Paralelamente, en la práctica clínica surgían dificultades para categorizar a algunos casos de EA que, lejos de presentar el inicial perfil de deterioro mnésico, debutaban con un predominio de la disfunción frontal o parietal (Mesulam, Wicklund, Johnson, Rogalski, Léger, Rademaker, Weintraub & Bigio, 2008). Gorno-Tempini, Dronkers, Rankin, Ogar, Phengrasamy, Rosen, Johnson, Weiner y Miller (2004) describieron, por su parte, algunos casos de demencia con alteraciones en el lenguaje que no encajaban en los criterios de la DS ni la APNF.
El cambio en la conceptualización de la APP vino motivado por tres factores. En primer lugar, la división entre afasias fluentes y no fluentes, típico de la afasiología clásica, no resulta un factor diferencial tan claro en la categorización de la APP. En las variantes lingüísticas de la DFT, la reducción de la fluencia y el agramatismo pueden aparecer disociados. Por este hallazgo, surgen nuevas clasificaciones que superan el problema de la dualidad entre Demencia semántica (fluente) y Afasia progresiva primaria no fluente (Gorno-Tempini, Hillis, Weintraub, Kertesz, Mendez, Cappa, Ogar, Rohrer, Black, Boeve, Manes, Dronkers, Vandenberghe, Rascovsky, Patterson, Miller, Knopman, Hodges, Mesulam & Grossman, 2011; Harciarek & Kertesz, 2011; Thompson, Cho, Hsu, Wieneke, Rademaker, Weitner, Mesulam & Weintraub, 2012).

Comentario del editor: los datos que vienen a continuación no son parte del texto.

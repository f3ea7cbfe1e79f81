//! Run statistics: per-run aggregates, cost accounting, and the
//! cross-run popstats summary.

pub mod cost_stats;
pub mod run_stats;
pub mod summary;

pub use cost_stats::CostStats;
pub use run_stats::{RunStats, SurvivalAccumulator, TimeSummary};
pub use summary::{Dominance, RunSummary, SummaryStats};
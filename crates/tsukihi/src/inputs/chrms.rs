//! Chronic conditions (CHRMs): incidence and staged ongoing effects.

use serde::{Deserialize, Serialize};
use tsukihi_core::strata::Cd4Strata;

/// Number of stages a chronic condition progresses through.
pub const CHRM_STAGES: usize = 3;

/// One chronic condition.
#[derive(Debug, Clone, PartialEq, Serialize, Deserialize)]
#[serde(default)]
pub struct ChrmDef {
    pub name: String,
    /// Probability of being prevalent at model entry (HIV-positive only).
    pub prevalence_at_entry: f64,
    /// Monthly incidence by CD4 stratum; HIV-negative patients use
    /// `incidence_hiv_negative`.
    pub incidence: [f64; Cd4Strata::COUNT],
    pub incidence_hiv_negative: f64,
    /// Rate multiplier applied while on qualifying ART.
    pub on_art_multiplier: f64,
    /// Incidence rate multiplier per entry risk factor carried.
    pub risk_factor_multipliers: Vec<f64>,
    /// Months spent in each stage; the final stage lasts until death.
    pub stage_months: [u32; CHRM_STAGES - 1],
    /// Monthly cost while in each stage.
    pub stage_cost: [f64; CHRM_STAGES],
    /// Monthly QOL modifier while in each stage.
    pub stage_qol_modifier: [f64; CHRM_STAGES],
    /// Monthly death-rate ratio while in each stage.
    pub stage_death_rate_ratio: [f64; CHRM_STAGES],
}

impl Default for ChrmDef {
    fn default() -> Self {
        Self {
            name: String::new(),
            prevalence_at_entry: 0.0,
            incidence: [0.0; Cd4Strata::COUNT],
            incidence_hiv_negative: 0.0,
            on_art_multiplier: 1.0,
            risk_factor_multipliers: Vec::new(),
            stage_months: [12; CHRM_STAGES - 1],
            stage_cost: [0.0; CHRM_STAGES],
            stage_qol_modifier: [1.0; CHRM_STAGES],
            stage_death_rate_ratio: [1.0; CHRM_STAGES],
        }
    }
}

impl ChrmDef {
    /// Stage index for a condition that started `months_since_start` ago.
    pub fn stage_for(&self, months_since_start: u32) -> usize {
        let mut elapsed = 0;
        for (stage, len) in self.stage_months.iter().enumerate() {
            elapsed += len;
            if months_since_start < elapsed {
                return stage;
            }
        }
        CHRM_STAGES - 1
    }
}

/// Chronic-condition inputs.
#[derive(Debug, Clone, Default, Serialize, Deserialize)]
#[serde(default)]
pub struct ChrmsInputs {
    pub enable: bool,
    pub chrms: Vec<ChrmDef>,
}

impl ChrmsInputs {
    pub fn chrm_count(&self) -> usize {
        self.chrms.len()
    }
}

#[cfg(test)]
mod tests {
    use super::*;

    #[test]
    fn test_stage_progression() {
        let chrm = ChrmDef {
            stage_months: [6, 18],
            ..Default::default()
        };
        assert_eq!(chrm.stage_for(0), 0);
        assert_eq!(chrm.stage_for(5), 0);
        assert_eq!(chrm.stage_for(6), 1);
        assert_eq!(chrm.stage_for(23), 1);
        assert_eq!(chrm.stage_for(24), 2);
        assert_eq!(chrm.stage_for(500), 2);
    }

    #[test]
    fn test_disabled_by_default() {
        let inputs = ChrmsInputs::default();
        assert!(!inputs.enable);
        assert_eq!(inputs.chrm_count(), 0);
    }
}
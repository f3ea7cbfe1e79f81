//! End-to-end scenarios driving the full monthly pipeline.

use tsukihi::inputs::cohort::IncidenceBin;
use tsukihi::inputs::cost::AgeBand;
use tsukihi::inputs::tb::{TbTestDef, TbTreatmentDef, HIV_CLASSES};
use tsukihi::inputs::treatment::{ArtStartPolicy, ArtStopPolicy};
use tsukihi::inputs::{InputFile, SimContext};
use tsukihi::rng::SimRng;
use tsukihi::runner::run_cohort;
use tsukihi::stats::{CostStats, RunStats};
use tsukihi::trace::Tracer;
use tsukihi::types::{ArtEfficacy, HivState, TbState};
use tsukihi::Patient;

fn base_input(name: &str, patients: u64, months: u32) -> InputFile {
    let mut input = InputFile::default();
    input.run_specs.run_name = name.into();
    input.run_specs.run_set_name = "scenarios".into();
    input.run_specs.num_cohorts = patients;
    input.run_specs.max_patient_months = months;
    input.run_specs.discount_annual = 0.0;
    input
}

/// A single healthy patient with no hazards accrues exactly the
/// calendar and the background QOL.
#[test]
fn healthy_patient_accrues_plain_life_months() {
    let mut input = base_input("healthy", 1, 12);
    input.cohort.age = tsukihi::inputs::cohort::AgeDistribution::Normal {
        mean: 360.0,
        std_dev: 0.0,
    };
    input.cohort.male_fraction = 1.0;
    input.cost.background_qol_male = vec![AgeBand {
        max_age_years: 200,
        value: 0.9,
    }];
    let sim = SimContext::from_input(input);
    let output = run_cohort(&sim).unwrap();
    assert_eq!(output.stats.num_patients, 1);
    assert_eq!(output.stats.survival.sum, 12.0);
    assert_eq!(output.stats.total_costs, 0.0);
    assert!((output.stats.total_qalms - 12.0 * 0.9).abs() < 1e-9);
    assert_eq!(output.stats.num_deaths, 0);
}

/// An HIV death-rate ratio of 2 over background rate mu yields a
/// monthly death probability of 1 - exp(-2 mu), attributed to HIV.
#[test]
fn hiv_mortality_composes_rate_ratio() {
    let mu: f64 = 0.01;
    let patients = 4_000u64;
    let mut input = base_input("hiv-mortality", patients, 1);
    input.cohort.initial_hiv_state = [0.0, 0.0, 1.0, 0.0];
    input.cohort.initial_cd4_mean = 200.0;
    input.cohort.initial_cd4_std_dev = 0.0;
    input.nat_hist.background_mortality = vec![[mu, mu]];
    input.nat_hist.hiv_death_rate_ratio = [2.0; 6];
    let sim = SimContext::from_input(input);
    let output = run_cohort(&sim).unwrap();
    let expected = 1.0 - (-2.0 * mu).exp();
    let observed = output.stats.num_deaths as f64 / patients as f64;
    assert!(
        (observed - expected).abs() < 0.01,
        "observed {} expected {}",
        observed,
        expected
    );
    // Every recorded death is an HIV death.
    assert_eq!(
        output.stats.deaths_by_cause.get("HIV").copied().unwrap_or(0),
        output.stats.num_deaths
    );
}

fn drive_patient(sim: &SimContext, months: u32) -> Patient {
    let mut stats = RunStats::new(sim);
    let mut costs = CostStats::new(sim);
    let mut tracer = Tracer::disabled();
    let mut patient = Patient::new(0, sim, SimRng::new(0));
    patient.perform_initial_updates(sim, &mut stats, &mut costs, &mut tracer);
    for _ in 0..months {
        if !patient.is_alive() {
            break;
        }
        patient.simulate_month(sim, &mut stats, &mut costs, &mut tracer);
    }
    patient
}

/// Inside the efficacy horizon a suppressed regimen never late-fails,
/// even with a certain monthly late-fail probability.
#[test]
fn efficacy_horizon_protects_suppression() {
    let mut input = base_input("horizon", 1, 0);
    input.cohort.initial_hiv_state = [0.0, 0.0, 1.0, 0.0];
    input.testing.prob_detected_at_entry = [0.0, 1.0, 1.0, 1.0];
    input.testing.prob_linked_at_entry = 1.0;
    let mut line = tsukihi::inputs::art::ArtLineInputs::default();
    line.efficacy_horizon = 24;
    line.het.suppression = tsukihi_core::response::ResponseCurve::flat(1.0);
    line.het.late_failure = tsukihi_core::response::ResponseCurve::flat(1.0);
    input.art.lines = vec![line];
    input.treatment.art_start = vec![ArtStartPolicy::default()];
    input.treatment.art_stop = vec![ArtStopPolicy {
        on_observed_failure: false,
        ..Default::default()
    }];
    let sim = SimContext::from_input(input);

    let patient = drive_patient(&sim, 24);
    assert!(patient.art().on_art, "patient should have started ART");
    // Still suppressed at month 24: the horizon covered every roll.
    assert_eq!(patient.art().efficacy, ArtEfficacy::Success);

    let patient = drive_patient(&sim, 30);
    // Past the horizon the certain late-fail has landed.
    assert_eq!(patient.art().efficacy, ArtEfficacy::Failure);
}

/// A two-test chain (smear then confirmatory) diagnoses roughly
/// smear-sensitivity x confirmatory-sensitivity of active cases in the
/// first month.
#[test]
fn tb_two_test_chain_diagnoses_expected_fraction() {
    let patients = 4_000u64;
    let mut input = base_input("tb-chain", patients, 1);
    input.tb.enable = true;
    input.tb.initial_state_dist = [0.0, 0.0, 1.0, 0.0, 0.0, 0.0];
    input.tb.prob_symptoms_on_activation = 1.0;
    input.tb.diagnostics.enable = true;
    input.tb.diagnostics.allow_multiple_tests_per_month = true;
    let mut smear = TbTestDef::default();
    smear.name = "smear".into();
    smear.prob_positive[TbState::ActivePulmonary.index()] = [0.5; HIV_CLASSES];
    let mut confirm = TbTestDef::default();
    confirm.name = "confirm".into();
    confirm.prob_positive[TbState::ActivePulmonary.index()] = [0.99; HIV_CLASSES];
    input.tb.diagnostics.tests = vec![smear, confirm];
    input.tb.diagnostics.chain = [Some(0), Some(1), None, None];
    input.tb.diagnostics.next_on_positive = [Some(1), None, None, None];
    input.tb.diagnostics.next_on_negative = [None, None, None, None];
    input.tb.treatments = vec![TbTreatmentDef::default()];
    // Entry sets symptoms via the initial tracker draws on active state.
    let sim = SimContext::from_input(input);
    let output = run_cohort(&sim).unwrap();
    let fraction = output.stats.num_tb_diagnoses as f64 / patients as f64;
    assert!(
        fraction >= 0.45 && fraction <= 0.55,
        "diagnosed fraction {}",
        fraction
    );
}

/// PrEP with a 0.5 incidence multiplier halves the incident infection
/// rate relative to the same cohort without PrEP.
#[test]
fn prep_halves_incidence() {
    fn incidence_input(prep: bool) -> InputFile {
        let mut input = base_input(if prep { "prep" } else { "no-prep" }, 2_000, 60);
        input.cohort.incidence = vec![IncidenceBin {
            max_age_months: 100_000,
            prob: [[0.02; 3]; 2],
        }];
        if prep {
            input.testing.prep.enable = true;
            input.testing.prep.uptake_prob = [1.0; 3];
            input.testing.prep.coverage = 1.0;
            input.testing.prep.incidence_multiplier = 0.5;
            input.testing.prep.dropout_threshold_months = 1_000;
        }
        input
    }
    let without = run_cohort(&SimContext::from_input(incidence_input(false))).unwrap();
    let with = run_cohort(&SimContext::from_input(incidence_input(true))).unwrap();
    // Incidence per susceptible person-month.
    let rate = |stats: &RunStats| -> f64 {
        let incident: u64 = stats
            .time_summaries
            .iter()
            .map(|t| t.num_incident_infections)
            .sum();
        let susceptible: u64 = stats
            .time_summaries
            .iter()
            .map(|t| t.num_hiv_negative_at_start)
            .sum();
        incident as f64 / susceptible as f64
    };
    let ratio = rate(&with.stats) / rate(&without.stats);
    assert!(
        ratio > 0.4 && ratio < 0.62,
        "incidence ratio with PrEP {}",
        ratio
    );
}

/// Fixed-seed runs of the same input are identical.
#[test]
fn fixed_seed_runs_reproduce() {
    let mut input = base_input("repro", 100, 24);
    input.cohort.initial_hiv_state = [0.5, 0.1, 0.4, 0.0];
    input.nat_hist.background_mortality = vec![[0.002, 0.002]];
    input.nat_hist.hiv_death_rate_ratio = [3.0; 6];
    let sim = SimContext::from_input(input);
    let a = run_cohort(&sim).unwrap();
    let b = run_cohort(&sim).unwrap();
    assert_eq!(
        serde_json::to_string(&a.stats).unwrap(),
        serde_json::to_string(&b.stats).unwrap()
    );
    assert_eq!(a.trace_lines, b.trace_lines);
}

/// Age 0 with pediatrics disabled runs as an adult without panicking.
#[test]
fn newborn_without_pediatrics_is_treated_as_adult() {
    let mut input = base_input("newborn", 5, 24);
    input.cohort.age = tsukihi::inputs::cohort::AgeDistribution::Normal {
        mean: 0.0,
        std_dev: 0.0,
    };
    input.cohort.initial_hiv_state = [0.0, 0.0, 1.0, 0.0];
    let sim = SimContext::from_input(input);
    let output = run_cohort(&sim).unwrap();
    assert_eq!(output.stats.num_patients, 5);
}

/// With no ART lines configured, nobody initiates ART and the stop
/// reason stays at its default.
#[test]
fn no_art_lines_means_no_initiation() {
    let mut input = base_input("no-art", 1, 24);
    input.cohort.initial_hiv_state = [0.0, 0.0, 1.0, 0.0];
    input.testing.prob_detected_at_entry = [0.0, 1.0, 1.0, 1.0];
    input.testing.prob_linked_at_entry = 1.0;
    let sim = SimContext::from_input(input);
    let patient = drive_patient(&sim, 24);
    assert!(!patient.art().has_taken_art);
    assert_eq!(
        patient.art().stop_type,
        tsukihi::types::ArtStopType::NotStopped
    );
}

/// Discounting invariants over a run with events.
#[test]
fn discounting_invariants_hold() {
    let mut input = base_input("discount", 50, 120);
    input.run_specs.discount_annual = 0.03;
    input.cohort.initial_hiv_state = [0.0, 0.0, 1.0, 0.0];
    input.nat_hist.background_mortality = vec![[0.001, 0.001]];
    input.nat_hist.hiv_death_rate_ratio = [2.0; 6];
    input.cost.routine_out_of_care = [10.0; 6];
    let sim = SimContext::from_input(input);
    let output = run_cohort(&sim).unwrap();
    // Discounted life months never exceed undiscounted survival.
    assert!(output.stats.total_lms <= output.stats.survival.sum + 1e-9);
    // QALMs never exceed discounted life months.
    assert!(output.stats.total_qalms <= output.stats.total_lms + 1e-9);
    assert!(output.stats.total_costs > 0.0);
}

/// Incident infections seed acute HIV and later resolve to chronic.
#[test]
fn incident_infection_lifecycle() {
    let mut input = base_input("incidence", 1, 12);
    input.cohort.incidence = vec![IncidenceBin {
        max_age_months: 100_000,
        prob: [[1.0; 3]; 2],
    }];
    input.cohort.acute_duration_months = 2;
    input.cohort.male_fraction = 1.0;
    let sim = SimContext::from_input(input);
    let patient = drive_patient(&sim, 6);
    assert_eq!(patient.disease().hiv_state, HivState::AsymptomaticChronic);
    assert_eq!(patient.disease().month_of_infection, Some(0));
    assert!(!patient.disease().prevalent_case);
}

Como consecuencia, la correcta evaluación del agramatismo adquiere, desde entonces, mayor importancia en el diagnóstico diferencial de las APP (Mesulam et al., 2014; Thompson & Mack, 2014).
En segundo lugar, se describe una nueva variante denominada ‘Afasia progresiva logopénica’ (APL) para incluir a aquellos casos que presentaban un habla lenta, laboriosa y llena de largas pausas para buscar las palabras, diferenciándose significativamente del perfil de lenguaje reductivo, más propio de la APNF (Mesulam, 1982).
Por último, se consideró que los distintos perfiles de alteración del lenguaje que se manifestaban en los pacientes con APP, tomarían la forma de una variante u otra según la localización anatómica inicial de la atrofia del córtex (Mesulam et al., 2014). De este modo, fueron surgiendo clasificaciones diagnósticas de la APP más ajustadas a los síntomas y al patrón de la enfermedad subyacente, quedando posteriormente divididas en:
a) ‘APP variante no fluente o agramática’ (APPvnF) estrechamente relacionada con el diagnóstico de APNF (Amici, Gorno-Tempini, Ogar, Dronkers & Miller, 2006; Harciarek & Kertesz, 2011; Matías-Guiu & García-Ramos, 2013).
b) ‘APP variante semántica’ (APPvS), también conocida como ‘variante temporal de la DFT’, ‘APP fluente’ (Amici et al., 2006; Harciarek & Kertesz, 2011; Matías-Guiu & García-Ramos, 2013) o ‘forma no agnósica de la DS’ (Mesulam, 2001; Rogalski & Mesulam, 2007; Mesulam et al., 2014).
c) ‘APP variante logopénica’ (APPvL), también conocida como APL (Gorno-Tempini et al., 2004; Amici et al., 2006; Matías-Guiu & García-Ramos, 2013), en algunas ocasiones diferenciada de otro subtipo denominado ‘Afasia progresiva mixta’ (Grossman, 2010) y recientemente considerado como ‘espectro logopénico’ (Giannini, Irwin, McMillan, Ash, Rascovsky, Wolk, van Deerlin, Lee, Trojanowski & Grossman, 2017).
Para una revisión de la evolución histórica de la DFT y la APP consúltese el trabajo de Pérez-Lancho y García-Bercianos (2018).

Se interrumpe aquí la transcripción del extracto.